----- Data for this exercise -----
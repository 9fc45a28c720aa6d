//! Post templates.
//!
//! Every function returns the full post text. Empty input yields a short
//! placeholder so callers never publish an empty string. List posts keep
//! the first `LIST_LIMIT` records in the order given.

use std::fmt::Write as _;

use super::MAX_POST_CHARS;
use crate::filter::Labeled;
use crate::types::{
    CalendarView, CryptoRecord, EarningsRecord, EconRecord, FilingRecord, MoverPage,
    MoverRecord, QuoteRecord, NOT_AVAILABLE,
};

/// Maximum number of records listed in one post.
pub const LIST_LIMIT: usize = 5;

// ---------------------------------------------------------------------------
// Earnings
// ---------------------------------------------------------------------------

pub fn premarket_earnings(records: &[EarningsRecord]) -> String {
    if records.is_empty() {
        return "No major earnings reports scheduled for today before the bell.".to_string();
    }
    earnings_post("Major companies reporting earnings TODAY BEFORE the bell:", records)
}

pub fn afterhours_earnings(records: &[EarningsRecord]) -> String {
    if records.is_empty() {
        return "No major earnings reports scheduled for today after the bell.".to_string();
    }
    earnings_post("Major companies reporting earnings TODAY AFTER the bell:", records)
}

/// Records are added whole while the post still fits `MAX_POST_CHARS`.
fn earnings_post(headline: &str, records: &[EarningsRecord]) -> String {
    let mut post = headline.to_string();
    let mut used = post.chars().count();
    for r in records {
        let block = format!(
            "\n\n- ${} --->\n  EPS estimate: {}\n  Revenue estimate: {}",
            r.ticker,
            na(&r.eps_estimate),
            na(&r.revenue_forecast)
        );
        let cost = block.chars().count();
        if used + cost > MAX_POST_CHARS {
            break;
        }
        post.push_str(&block);
        used += cost;
    }
    post
}

// ---------------------------------------------------------------------------
// Economic calendar
// ---------------------------------------------------------------------------

pub fn econ_calendar(view: CalendarView, events: &[EconRecord]) -> String {
    let span = match view {
        CalendarView::Today => "today",
        CalendarView::Tomorrow => "tomorrow",
        CalendarView::ThisWeek => "this week",
        CalendarView::NextWeek => "next week",
    };
    if events.is_empty() {
        return format!("No major economic events scheduled {span}.");
    }

    let mut post = format!("Key economic events {}:\n\n", span.to_uppercase());
    for e in events.iter().take(LIST_LIMIT) {
        post.push_str("- ");
        if view.is_weekly() {
            if let Some(date) = &e.date {
                let _ = write!(post, "{date}: ");
            }
        }
        let _ = writeln!(
            post,
            "{} (F: {} | P: {})",
            e.event,
            na(&e.forecast),
            na(&e.prior)
        );
    }
    post.trim_end().to_string()
}

// ---------------------------------------------------------------------------
// Market movers
// ---------------------------------------------------------------------------

pub fn movers(page: MoverPage, records: &[MoverRecord]) -> String {
    if records.is_empty() {
        return format!("No {} to report right now.", page.to_string().to_lowercase());
    }
    let headline = match page {
        MoverPage::PreMarketGainers => "Top pre-market gainers",
        MoverPage::PreMarketLosers => "Top pre-market losers",
        MoverPage::PreMarketGappers => "Biggest pre-market gaps",
        MoverPage::WeekHigh52 => "Stocks hitting 52-week highs",
        MoverPage::WeekLow52 => "Stocks hitting 52-week lows",
        MoverPage::AllTimeHigh => "Stocks at all-time highs",
        MoverPage::AllTimeLow => "Stocks at all-time lows",
    };

    let mut post = format!("{headline}:\n\n");
    for (i, r) in records.iter().take(LIST_LIMIT).enumerate() {
        let change = match r.change_pct {
            Some(pct) => signed_pct(pct),
            None => na(&r.change).to_string(),
        };
        let _ = writeln!(post, "{}. ${} {change}", i + 1, r.ticker);
    }
    post.trim_end().to_string()
}

// ---------------------------------------------------------------------------
// Quote-based posts
// ---------------------------------------------------------------------------

/// Bitcoin moved past the alert threshold; list the crypto-linked stocks.
pub fn btc_move(btc: &CryptoRecord, stocks: &[Labeled<QuoteRecord>]) -> String {
    let direction = if btc.change_24h_pct >= 0.0 { "up" } else { "down" };
    let mut post = format!(
        "$BTC is {direction} {:.2}% in the last 24h (${:.0}).\n\n",
        btc.change_24h_pct.abs(),
        btc.price
    );
    if stocks.is_empty() {
        post.push_str("Crypto stock quotes unavailable right now.");
        return post;
    }
    post.push_str("Crypto stocks:\n");
    for l in stocks.iter().take(LIST_LIMIT) {
        let _ = writeln!(post, "{}", quote_line(&l.record));
    }
    post.trim_end().to_string()
}

pub fn meme_stocks(quotes: &[QuoteRecord]) -> String {
    if quotes.is_empty() {
        return "Meme stock check: quotes unavailable right now.".to_string();
    }
    let mut post = String::from("Meme stock check:\n\n");
    for q in quotes.iter().take(LIST_LIMIT) {
        let _ = writeln!(post, "{}", quote_line(q));
    }
    post.trim_end().to_string()
}

pub fn overnight_drops(drops: &[Labeled<QuoteRecord>]) -> String {
    if drops.is_empty() {
        return "No major overnight drops in the sectors we track.".to_string();
    }
    let mut post = String::from("Biggest overnight drops:\n\n");
    for (i, l) in drops.iter().take(LIST_LIMIT).enumerate() {
        let change = l
            .record
            .change_pct
            .map(signed_pct)
            .unwrap_or_else(|| NOT_AVAILABLE.to_string());
        let _ = writeln!(post, "{}. ${} {change} ({})", i + 1, l.record.ticker, l.category);
    }
    post.trim_end().to_string()
}

// ---------------------------------------------------------------------------
// Filings
// ---------------------------------------------------------------------------

pub fn earnings_filings(filings: &[FilingRecord]) -> String {
    if filings.is_empty() {
        return "No recent earnings filings on EDGAR for today's reporters.".to_string();
    }
    let mut post = String::from("Latest earnings filings on EDGAR:\n\n");
    for f in filings.iter().take(LIST_LIMIT) {
        let _ = writeln!(post, "${} {} ({}): {}", f.ticker, f.form, na(&f.filed), f.url);
    }
    post.trim_end().to_string()
}

// ---------------------------------------------------------------------------
// Helpers
// ---------------------------------------------------------------------------

fn na(value: &str) -> &str {
    if value.trim().is_empty() {
        NOT_AVAILABLE
    } else {
        value
    }
}

fn signed_pct(pct: f64) -> String {
    format!("{pct:+.2}%")
}

fn quote_line(q: &QuoteRecord) -> String {
    let change = q
        .change_pct
        .map(signed_pct)
        .unwrap_or_else(|| na(&q.change).to_string());
    format!("${} {} ({change})", q.ticker, na(&q.price))
}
-----
## Activity
Where the material contains a line with "posts", return that line.

## Response
//! placeholder so callers never publish an empty string. List posts keep
// Quote-based posts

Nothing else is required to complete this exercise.